The opioid epidemic wrought widespread devastation across the United States, causing overdose deaths, arrests, and addiction on a massive scale. The shocking statistics are heard all too frequently: more Americans now die each year from overdoses than those who perished in the Vietnam, Afghan, and Iraq wars combined. However, local efforts to fight opioid addiction using progressive, evidence-based techniques are gaining national attention and praise.
Seattle Drug Courts Focus on Treatment, Not Punishment
Seattle has been praised repeatedly for its drug court diversion program, Law Enforcement Assisted Diversion (LEAD). Under the LEAD program, instead of arresting drug users for possession or prostitution, law enforcement monitor for those who are nonviolent and want help and divert them to social service programs and intensive case management.
Studies have found LEAD to be incredibly successful. Researchers found that drug users assigned to LEAD were 58% less likely to be rearrested when compared to a control group without diversion. Participants were also almost twice as likely to have housing as they had been before entering LEAD and 46% more likely to be employed or getting job training. Also, LEAD is cheaper than jail, courts, and costs associated with homelessness. As a result, municipalities across the country began using the program as a blueprint, and 59 localities now offer LEAD initiatives or are in the process of setting up such a program.
Seattle Treatment Centers Offer Effective Medical Interventions
Another arena in which the local fight against opioid addiction has garnered positive attention is the medical model for treating addiction in local clinics and treatment centers. Many local centers advocate for the “medication first” model. Under this paradigm, patients have fast access to prescribed medicine that prevents withdrawal sickness. After patients are feeling better and on a plan that quashes their cravings for opiates, they work with medical staff to come up with a plan of action which can include counseling, group therapy, and a plan to lead an opiate-free life.
Buprenorphine was approved to treat opioid addiction in 2002. The medication blocks the effect of other opioids and eases withdrawal symptoms. It also lowers the danger of overdose and raises the likelihood a person will stay in treatment. In local treatment centers, patients can have access on their very first day. This is not the norm around the country. Many other treatment models focus on abstinence, emphasizing a commitment to staying clean, and either forbidding the use of medication altogether or mandating that it start much later in the treatment process.

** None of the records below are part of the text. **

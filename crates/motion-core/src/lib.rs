//! Platform-free motion logic for the page front-end.
//!
//! Nothing here touches the DOM. The web binding feeds in element ids,
//! pointer samples, bounding boxes and timestamps, and implements the
//! [`AnimationPort`] and [`FrameScheduler`] seams.

pub mod config;
pub mod constants;
pub mod easing;
pub mod error;
pub mod port;
pub mod presets;
pub mod reveal;
pub mod tilt;
pub mod tween;

pub use config::{MotionConfig, TiltGroup};
pub use easing::{Direction, Easing};
pub use error::{MotionError, Result};
pub use port::{AnimationPort, ElementId, FrameCallbacks, FrameHandle, FrameScheduler};
pub use reveal::{RevealQueue, ScrollTrigger};
pub use tilt::{BoundingBox, PointerSample, TiltConfig, TiltEffect, TiltHandle, TiltPhase};
pub use tween::{Property, PropertyList, Repeat, Timeline, Transform, TweenVars};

Research has shown that buprenorphine and similar drugs reduce the risk of infectious disease transmission and criminal behavior associated with drug use, increase the likelihood that a person will remain in treatment, reduce the risk of HIV and HCV transmission, reduce criminal justice involvement, and increase the likelihood of employment following treatment.

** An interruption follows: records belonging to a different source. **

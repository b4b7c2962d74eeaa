// Host-side tests for the motion tuning constants and their relationships.

use motion_core::constants::*;
use motion_core::{Easing, MotionConfig, ScrollTrigger};

#[test]
#[allow(clippy::assertions_on_constants)]
fn durations_are_positive() {
    assert!(TILT_DURATION_MS > 0.0);
    assert!(TILT_RESET_DURATION_MS > 0.0);
    assert!(HERO_DURATION_MS > 0.0);
    assert!(REVEAL_DURATION_MS > 0.0);
    assert!(GLOBE_FLOAT_DURATION_MS > 0.0);
    assert!(HOVER_DURATION_MS > 0.0);
    assert!(PRESS_DURATION_MS > 0.0);
    assert!(TOUR_DURATION_MS > 0.0);
}

#[test]
#[allow(clippy::assertions_on_constants)]
fn reset_is_slower_than_tilt() {
    // the spring-back must outlast the follow tween
    assert!(TILT_RESET_DURATION_MS > TILT_DURATION_MS);
}

#[test]
fn hero_delays_are_staggered() {
    assert!(HERO_DELAY_MS.windows(2).all(|w| w[0] < w[1]));
    assert_eq!(HERO_SELECTORS.len(), HERO_FROM_X.len());
    assert_eq!(HERO_SELECTORS.len(), HERO_FROM_Y.len());
    assert_eq!(HERO_SELECTORS.len(), HERO_FROM_ROTATION_Y.len());
}

#[test]
fn tilt_groups_are_sane() {
    for (selector, x, y, perspective) in TILT_GROUPS {
        assert!(selector.starts_with('.'));
        assert!(x > 0.0 && y > 0.0);
        assert!(perspective > 0.0);
    }
}

#[test]
#[allow(clippy::assertions_on_constants)]
fn pulses_grow_then_settle_below_rest() {
    assert!(PRESS_FROM_SCALE < 1.0 && PRESS_TO_SCALE > 1.0);
    assert!(TOUR_FROM_SCALE < 1.0 && TOUR_TO_SCALE > 1.0);
}

#[test]
fn reveal_start_parses() {
    let t: ScrollTrigger = REVEAL_START.parse().unwrap();
    assert!((t.start_fraction() - 0.85).abs() < 1e-6);
    assert!(MotionConfig::default().validate().is_ok());
}

#[test]
fn reveal_ease_name_matches_curve() {
    assert_eq!(REVEAL_EASE_NAME.parse::<Easing>().unwrap(), REVEAL_EASE);
}
// Host-side tests for the pointer tilt state machine, driven through
// recording doubles instead of a live page.

mod support;

use glam::Vec2;
use motion_core::{
    BoundingBox, Easing, ElementId, Property, TiltConfig, TiltEffect, TiltPhase,
};
use support::{RecordingPort, RecordingScheduler};

const CARD: ElementId = ElementId(1);
const OTHER: ElementId = ElementId(2);

fn card_box() -> BoundingBox {
    BoundingBox::new(100.0, 200.0, 400.0, 200.0)
}

/// Viewport point at box-relative (px, py) of `card_box()`.
fn at(px: f32, py: f32) -> Vec2 {
    let b = card_box();
    Vec2::new(b.left + px * b.width, b.top + py * b.height)
}

fn setup() -> (TiltEffect, RecordingScheduler, RecordingPort) {
    let mut effect = TiltEffect::new();
    effect.attach(CARD, TiltConfig::new(10.0, 18.0, 900.0));
    (effect, RecordingScheduler::default(), RecordingPort::default())
}

fn approx(a: f32, b: f32) -> bool {
    (a - b).abs() < 1e-4
}

#[test]
fn scenario_quarter_point() {
    let (mut effect, mut sched, mut port) = setup();
    assert!(effect.pointer_move(CARD, at(0.75, 0.25), &mut sched));
    for t in sched.fire_all() {
        effect.frame(t, card_box(), &mut port);
    }
    let (target, vars) = port.last().unwrap();
    assert_eq!(*target, CARD);
    assert!(approx(vars.value(Property::RotationX).unwrap(), -2.5));
    assert!(approx(vars.value(Property::RotationY).unwrap(), -4.5));
    assert_eq!(vars.perspective, Some(900.0));
    assert_eq!(vars.duration_ms, 350.0);
    assert_eq!(vars.easing, Easing::POWER2_OUT);
}

#[test]
fn moves_within_a_frame_coalesce_to_the_last_sample() {
    let (mut effect, mut sched, mut port) = setup();
    assert!(effect.pointer_move(CARD, at(0.0, 0.0), &mut sched));
    assert!(!effect.pointer_move(CARD, at(1.0, 1.0), &mut sched));
    assert!(!effect.pointer_move(CARD, at(0.5, 0.5), &mut sched));
    assert_eq!(sched.requested, 1);
    assert_eq!(sched.pending_for(CARD), 1);
    assert!(effect.is_frame_pending(CARD));

    for t in sched.fire_all() {
        effect.frame(t, card_box(), &mut port);
    }
    assert_eq!(port.calls.len(), 1);
    let vars = &port.calls[0].1;
    assert!(approx(vars.value(Property::RotationX).unwrap(), 0.0));
    assert!(approx(vars.value(Property::RotationY).unwrap(), 0.0));
    assert!(!effect.is_frame_pending(CARD));
}

#[test]
fn at_most_one_frame_pending_under_rapid_moves() {
    let (mut effect, mut sched, mut port) = setup();
    for frame in 0..5 {
        for i in 0..50 {
            effect.pointer_move(CARD, at(i as f32 / 50.0, 0.3), &mut sched);
            assert!(sched.pending_for(CARD) <= 1);
        }
        for t in sched.fire_all() {
            effect.frame(t, card_box(), &mut port);
        }
        assert_eq!(port.calls.len(), frame + 1);
    }
    assert_eq!(sched.requested, 5);
}

#[test]
fn top_left_corner_gives_the_extremes() {
    let (mut effect, mut sched, mut port) = setup();
    effect.pointer_move(CARD, at(0.0, 0.0), &mut sched);
    sched.fire_all();
    let rot = effect.frame(CARD, card_box(), &mut port).unwrap();
    assert!(approx(rot.x, -5.0));
    assert!(approx(rot.y, 9.0));
}

#[test]
fn samples_outside_the_box_exceed_the_maximum() {
    let (mut effect, mut sched, mut port) = setup();
    effect.pointer_move(CARD, at(-0.5, 1.5), &mut sched);
    sched.fire_all();
    let rot = effect.frame(CARD, card_box(), &mut port).unwrap();
    assert!(approx(rot.x, 10.0));
    assert!(approx(rot.y, 18.0));
}

#[test]
fn frame_reads_the_box_at_fire_time() {
    let (mut effect, mut sched, mut port) = setup();
    effect.pointer_move(CARD, Vec2::new(300.0, 300.0), &mut sched);
    sched.fire_all();
    // element scrolled up by 100px between the move and the repaint
    let moved = BoundingBox::new(100.0, 100.0, 400.0, 200.0);
    let rot = effect.frame(CARD, moved, &mut port).unwrap();
    assert!(approx(rot.x, 5.0));
    assert!(approx(rot.y, 0.0));
}

#[test]
fn leave_cancels_the_pending_frame_and_resets() {
    let (mut effect, mut sched, mut port) = setup();
    effect.pointer_move(CARD, at(0.9, 0.9), &mut sched);
    assert_eq!(sched.pending_for(CARD), 1);

    effect.pointer_leave(CARD, 1000.0, &mut sched, &mut port);
    assert_eq!(sched.pending_for(CARD), 0);
    assert_eq!(sched.cancelled.len(), 1);

    let (_, vars) = port.last().unwrap();
    assert_eq!(vars.value(Property::RotationX), Some(0.0));
    assert_eq!(vars.value(Property::RotationY), Some(0.0));
    assert_eq!(vars.duration_ms, 550.0);
    assert_eq!(vars.easing, Easing::elastic_out(1.0, 0.6));

    // a stale callback that slipped past cancellation applies nothing
    assert!(effect.frame(CARD, card_box(), &mut port).is_none());
    assert_eq!(port.calls.len(), 1);
}

#[test]
fn leave_without_pending_frame_still_resets() {
    let (mut effect, mut sched, mut port) = setup();
    effect.pointer_leave(CARD, 0.0, &mut sched, &mut port);
    assert!(sched.cancelled.is_empty());
    assert_eq!(port.calls.len(), 1);
}

#[test]
fn phases_follow_the_state_machine() {
    let (mut effect, mut sched, mut port) = setup();
    assert_eq!(effect.phase(CARD, 0.0), Some(TiltPhase::Idle));
    effect.pointer_move(CARD, at(0.2, 0.2), &mut sched);
    assert_eq!(effect.phase(CARD, 0.0), Some(TiltPhase::FrameScheduled));
    sched.fire_all();
    effect.frame(CARD, card_box(), &mut port);
    assert_eq!(effect.phase(CARD, 16.0), Some(TiltPhase::Idle));

    effect.pointer_leave(CARD, 100.0, &mut sched, &mut port);
    assert_eq!(effect.phase(CARD, 200.0), Some(TiltPhase::Resetting));
    assert_eq!(effect.phase(CARD, 650.0), Some(TiltPhase::Idle));

    effect.pointer_leave(CARD, 1000.0, &mut sched, &mut port);
    effect.pointer_move(CARD, at(0.2, 0.2), &mut sched);
    assert_eq!(effect.phase(CARD, 1010.0), Some(TiltPhase::FrameScheduled));
    assert_eq!(effect.phase(OTHER, 0.0), None);
}

#[test]
fn elements_are_independent() {
    let (mut effect, mut sched, mut port) = setup();
    effect.attach(OTHER, TiltConfig::new(8.0, 10.0, 700.0));
    effect.pointer_move(CARD, at(0.0, 0.5), &mut sched);
    effect.pointer_move(OTHER, at(1.0, 0.5), &mut sched);
    assert_eq!(sched.requested, 2);

    effect.pointer_leave(CARD, 0.0, &mut sched, &mut port);
    assert!(effect.is_frame_pending(OTHER));
    for t in sched.fire_all() {
        effect.frame(t, card_box(), &mut port);
    }
    let (target, vars) = port.last().unwrap();
    assert_eq!(*target, OTHER);
    assert!(approx(vars.value(Property::RotationY).unwrap(), -5.0));
    assert_eq!(vars.perspective, Some(700.0));
}

#[test]
fn refused_frame_leaves_the_element_retryable() {
    let (mut effect, mut sched, mut port) = setup();
    sched.refuse = true;
    assert!(!effect.pointer_move(CARD, at(0.1, 0.1), &mut sched));
    assert!(!effect.is_frame_pending(CARD));
    sched.refuse = false;
    assert!(effect.pointer_move(CARD, at(0.1, 0.1), &mut sched));
    sched.fire_all();
    assert!(effect.frame(CARD, card_box(), &mut port).is_some());
}

#[test]
fn empty_box_applies_nothing() {
    let (mut effect, mut sched, mut port) = setup();
    effect.pointer_move(CARD, at(0.3, 0.3), &mut sched);
    sched.fire_all();
    assert!(effect
        .frame(CARD, BoundingBox::new(0.0, 0.0, 0.0, 0.0), &mut port)
        .is_none());
    assert!(port.calls.is_empty());
    assert!(!effect.is_frame_pending(CARD));
}

#[test]
fn unknown_and_detached_elements_are_ignored() {
    let (mut effect, mut sched, mut port) = setup();
    assert!(!effect.pointer_move(OTHER, at(0.5, 0.5), &mut sched));
    effect.pointer_leave(OTHER, 0.0, &mut sched, &mut port);
    assert!(port.calls.is_empty());

    let handle = effect.attach(OTHER, TiltConfig::default());
    effect.pointer_move(OTHER, at(0.5, 0.5), &mut sched);
    assert!(effect.detach(handle, &mut sched));
    assert_eq!(sched.cancelled.len(), 1);
    assert!(!effect.contains(OTHER));
    assert!(effect.frame(OTHER, card_box(), &mut port).is_none());
}

#[test]
fn reattach_replaces_config() {
    let (mut effect, _sched, _port) = setup();
    effect.attach(CARD, TiltConfig::new(2.0, 2.0, 500.0));
    assert_eq!(effect.len(), 1);
    assert_eq!(effect.config(CARD), Some(TiltConfig::new(2.0, 2.0, 500.0)));
}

Seattle Drug Defense Attorney
The success of these local programs demonstrates that drug addiction is most effectively treated as a public health issue, rather than a criminal justice problem. However, many arrests are still made every year and the serious consequences that a drug conviction brings can be life-altering. Former King County prosecutor Steve Karimi has an in-depth understanding of criminal law, and he will work effectively to reduce the charges against you or get them dropped altogether. Call his office at 206-621-8777 or contact us online today to get started.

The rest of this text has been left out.